Di Carmen Greco / 27 Giugno 2019

Hanno resistito a (quasi) tutto. Le guerre, le calamità, le crisi economiche, i passaggi di proprietà. E nonostante, in alcuni casi, il blasone non sempre vada di pari passo con la gentilezza e l’accoglienza, i locali storici d’Italia rappresentano dei veri e propri “santuari” non solo per il palato ma anche per gli arredi antichi, gli ospiti illustri e le mode che hanno lanciato. Pochi giorni fa è stata presentata a Milano la Guida ai locali storici d’Italia (anche in versione app) che recensisce regione per regione, gli alberghi, i ristoranti, i caffè con almeno 70 anni di attività alle spalle. Dei 215 locali storici d’Italia – tutelati dall’Associazione Locali storici, un ente senza scopo di lucro patrocinato dal ministero per i Beni e le attività culturali – 10 sono in Sicilia (pochi, per la verità, se si pensa al Veneto con 35 locali o alla sola città di Napoli con 15), concentrati prevalentemente a Palermo, la città che più di tutte ha salvaguardato questi simboli del patrimonio storico. Catania, per esempio, non ne ha nemmeno uno, nonostante esistano realtà con 70 anni di vita e anche più, ma in cui i proprietari non hanno mai preservato gli ambienti originali sistematicamente oggetto di ristrutturazioni, perché “antico” vuol dire “vecchio”.
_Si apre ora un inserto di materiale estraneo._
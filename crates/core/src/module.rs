//! The contract every language module implements.

use crate::ast::AstNode;
use crate::descriptor::RegistrationDescriptor;
use crate::error::Result;

/// Module contract revision implemented by this crate.
pub const API_VERSION: u32 = 1;

/// A unit that turns Surn AST nodes into source text for one target language.
///
/// Both operations are pure with respect to shared state, so a host may call
/// `transform` from several threads at once on independent nodes.
pub trait TransformModule: Send + Sync {
    /// Describes the module. Called once, when the host loads it.
    ///
    /// Fails only with [`crate::SurnError::ModuleIdentityUnavailable`].
    fn register(&self) -> Result<RegistrationDescriptor>;

    /// Renders one node as a fragment of target source.
    ///
    /// Must be deterministic. Fails with
    /// [`crate::SurnError::UnsupportedNodeKind`] or
    /// [`crate::SurnError::MalformedNode`].
    fn transform(&self, node: &AstNode) -> Result<String>;

    /// Renders a node whose name collides with another expression in the
    /// same unit, using its surname to keep it distinct.
    fn transform_qualified(&self, node: &AstNode) -> Result<String> {
        self.transform(node)
    }

    /// Text emitted once before the first fragment of a program.
    fn prologue(&self) -> String {
        String::new()
    }
}
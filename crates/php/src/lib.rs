//! Surn PHP - Emits PHP 8 source from Surn AST nodes.

mod generator;

pub use generator::PhpModule;

/// Language name the PHP module registers under.
pub const LANG_NAME: &str = "php";
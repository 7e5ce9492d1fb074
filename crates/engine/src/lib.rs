//! Surn Engine - Translates units of AST nodes with a loaded module.

mod cache;
mod config;
mod diagnostic;
mod error;
mod translator;

pub use cache::{CacheEntry, FragmentCache};
pub use config::{TranslatorConfig, default_cache_dir};
pub use diagnostic::{DiagnosticKind, NodeDiagnostic};
pub use error::{EngineError, Result};
pub use translator::{TranslationReport, Translator};
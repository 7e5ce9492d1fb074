//! Surn Core - Types and module contract for the Surn transpiler.

mod ast;
mod buffer;
mod descriptor;
mod error;
mod format;
mod module;
mod version;

pub use ast::{AstNode, NodeKind, TranslationUnit};
pub use buffer::TextBuffer;
pub use descriptor::RegistrationDescriptor;
pub use error::{Result, SurnError};
pub use format::FormatOptions;
pub use module::{API_VERSION, TransformModule};
pub use version::Version;
//! Per-node diagnostics collected during translation.

use std::fmt;

use serde::Serialize;
use surn_core::SurnError;

/// Category of a per-node failure.
#[derive(Debug, Clone, Copy, PartialEq, Eq, Serialize)]
#[serde(rename_all = "snake_case")]
pub enum DiagnosticKind {
    UnsupportedNodeKind,
    MalformedNode,
    /// The module panicked or returned an error outside the transform contract.
    ModuleFault,
}

/// A node that produced no output, and why.
#[derive(Debug, Clone, PartialEq, Eq, Serialize)]
pub struct NodeDiagnostic {
    /// Position of the node in its unit.
    pub index: usize,

    /// Node label (`surname::name`, or `<unnamed>`).
    pub node: String,

    /// Language of the module that rejected the node.
    pub module: String,

    pub kind: DiagnosticKind,

    pub message: String,
}

impl NodeDiagnostic {
    /// Builds a diagnostic from a transform error.
    pub fn from_error(index: usize, node: String, module: &str, error: &SurnError) -> Self {
        let kind = match error {
            SurnError::UnsupportedNodeKind { .. } => DiagnosticKind::UnsupportedNodeKind,
            SurnError::MalformedNode { .. } => DiagnosticKind::MalformedNode,
            _ => DiagnosticKind::ModuleFault,
        };

        Self {
            index,
            node,
            module: module.to_string(),
            kind,
            message: error.to_string(),
        }
    }

    /// Builds a diagnostic for a module call that did not return.
    pub fn fault(index: usize, node: String, module: &str, message: impl Into<String>) -> Self {
        Self {
            index,
            node,
            module: module.to_string(),
            kind: DiagnosticKind::ModuleFault,
            message: message.into(),
        }
    }
}

impl fmt::Display for NodeDiagnostic {
    fn fmt(&self, f: &mut fmt::Formatter<'_>) -> fmt::Result {
        write!(
            f,
            "{}: node #{} '{}': {}",
            self.module, self.index, self.node, self.message
        )
    }
}
//! Output formatting options shared by all modules.

use serde::{Deserialize, Serialize};

/// Controls how generated fragments are joined into a program.
#[derive(Debug, Clone, PartialEq, Eq, Serialize, Deserialize)]
pub struct FormatOptions {
    /// Line separator placed between fragments.
    #[serde(default = "default_new_line")]
    pub new_line: String,

    /// Whether the program ends with a trailing line separator.
    #[serde(default = "default_final_newline")]
    pub final_newline: bool,
}

fn default_new_line() -> String {
    "\n".to_string()
}

fn default_final_newline() -> bool {
    true
}

impl FormatOptions {
    /// `\n` line endings.
    pub fn unix() -> Self {
        Self {
            new_line: default_new_line(),
            final_newline: default_final_newline(),
        }
    }

    /// `\r\n` line endings.
    pub fn windows() -> Self {
        Self {
            new_line: "\r\n".to_string(),
            final_newline: default_final_newline(),
        }
    }

    /// Sets whether a trailing line separator is emitted.
    pub fn with_final_newline(mut self, enabled: bool) -> Self {
        self.final_newline = enabled;
        self
    }
}

impl Default for FormatOptions {
    fn default() -> Self {
        Self::unix()
    }
}
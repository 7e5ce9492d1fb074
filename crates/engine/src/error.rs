//! Engine error types.

use std::path::PathBuf;

use thiserror::Error;

/// Result type alias for engine operations.
pub type Result<T> = std::result::Result<T, EngineError>;

/// Errors that abort a whole translation.
///
/// Per-node transform failures are not errors at this level; they are
/// collected as diagnostics in the translation report.
#[derive(Debug, Error)]
pub enum EngineError {
    #[error("Failed to access cache at {path}")]
    Cache {
        path: PathBuf,
        #[source]
        source: std::io::Error,
    },

    #[error("Failed to read configuration: {path}")]
    ConfigRead {
        path: PathBuf,
        #[source]
        source: std::io::Error,
    },

    #[error("Invalid configuration: {0}")]
    Config(String),

    #[error("Serialization error: {0}")]
    Serialization(String),

    #[error("Worker task failed: {0}")]
    Worker(String),
}
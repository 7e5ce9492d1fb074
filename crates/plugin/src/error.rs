//! Plugin error types.

use miette::Diagnostic;
use surn_core::{SurnError, Version};
use thiserror::Error;

/// Error type for module loading and lookup.
#[derive(Debug, Error, Diagnostic)]
pub enum PluginError {
    /// The module could not describe itself.
    #[error("Module registration failed: {source}")]
    #[diagnostic(code(surn::plugin::registration))]
    Registration { source: SurnError },

    /// The module panicked while describing itself.
    #[error("Module registration panicked: {message}")]
    #[diagnostic(code(surn::plugin::registration_panicked))]
    RegistrationPanicked { message: String },

    /// The module described itself with an invalid descriptor.
    #[error("Module '{module}' returned an invalid descriptor: {source}")]
    #[diagnostic(code(surn::plugin::invalid_descriptor))]
    InvalidDescriptor { module: String, source: SurnError },

    /// The module implements a contract revision this host does not know.
    #[error("Module '{module}' implements API version {api_version}, supported: {supported:?}")]
    #[diagnostic(
        code(surn::plugin::unsupported_api),
        help("rebuild the module against a supported surn-core release")
    )]
    UnsupportedApi {
        module: String,
        api_version: u32,
        supported: Vec<u32>,
    },

    /// A module for the same language is already loaded.
    #[error("A module for '{0}' is already registered")]
    #[diagnostic(code(surn::plugin::duplicate))]
    Duplicate(String),

    /// No module is loaded for the language.
    #[error("No module registered for language '{0}'")]
    #[diagnostic(code(surn::plugin::not_found))]
    NotFound(String),

    /// The loaded module targets an incompatible language version.
    #[error("Module '{module}' targets version {declared}, incompatible with required {required}")]
    #[diagnostic(code(surn::plugin::incompatible_version))]
    IncompatibleVersion {
        module: String,
        declared: Version,
        required: Version,
    },
}

/// Result type for plugin operations.
pub type Result<T> = std::result::Result<T, PluginError>;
Non la pensano così a Giarre, dove resiste felicemente l’unico locale storico della provincia etnea inserito nella guida, la Fabbrica del cioccolato Finocchiaro che, dal 1924 è testimone della tradizione dolciaria siciliana. Qui è stata inventata la caramella a sigaretta. Tra i clienti illustri lo scrittore Di Maggio e lo storico Giarrizzo. In provincia di Messina la patente di “locale storico” spetta al ristorante Filippino, un’istituzione a Lipari. Durante il Fascismo, era il luogo di ritrovo dei padri della Repubblica italiana come Ferruccio Parri e Carlo Rosselli. Ma anche Ciano, d’estate, si faceva portare col mulo i pasti da Filippino alle Terme di San Calogero. Carnera ruppe un tavolo con un suo pugno e Monet lasciò un suo quadro per pagare.

In attesa di riaprire, il San Domenico Palace a Taormina è il più celebre hotel della perla dello Ionio. Convento del XV secolo sul mare, arricchito agli inizi del Novecento, con l’ala “grand hotel” in stile liberty, sta attraversando l’ennesima ristrutturazione. Nelle sue camere hanno dormito il kaiser Guglielmo II, Edoardo d’Inghilterra, Anatole France, Pirandello, Thomas Mann e Steinbeck. C’è ancora la suite Truman, con gli arredi in lacca rossa fatti venire apposta dall’Oriente per il soggiorno del presidente americano. Passando alla Sicilia occidentale, a Monreale il ristorante La Botte, vanta una tra le più antiche gestioni della Sicilia. Nato nel 1929, dal 1962 è della famiglia Cascino. Conserva una sala a travi della storica rivendita, di cui le antiche attrezzature sono oggi arredi, e il porticato. Cenacolo di artisti, come Fracci, del Monaco, Nazzari, Gigli, Tebaldi, ha ospitato anche il segretario Onu Kofi Annan.

Un super classico, sempre a Palermo, è l’Antica Focacceria San Francesco, con la cucina in ghisa a vista firmata Fonderie Florio nel 1834. Ruggero Settimo, nel 1848, festeggiò qui l’elezione a capo del governo siciliano e la leggenda narra che Garibaldi durante la conquista di Palermo con i Mille, si rifocillò qui nel 1860. Sempre a Palermo, la “Casa del brodo” racconta che durante un’epidemia all’inizio del 1900, gli avventori si accorsero del potere ricostituente del brodo di carne che si serviva nella trattoria. Così divenne famosa proprio per questo ed è passata alla storia come un “ambulatorio” gastronomico, tant’è che è soprannominata “dal dottore” per i camici bianchi indossati dai proprietari, che dispensavano consigli per la salute. Il lesso con patate ha conquistato gli attori Rod Steiger, Raf Vallone, la Claudio Cardinale, e il soprano Renata Tebaldi.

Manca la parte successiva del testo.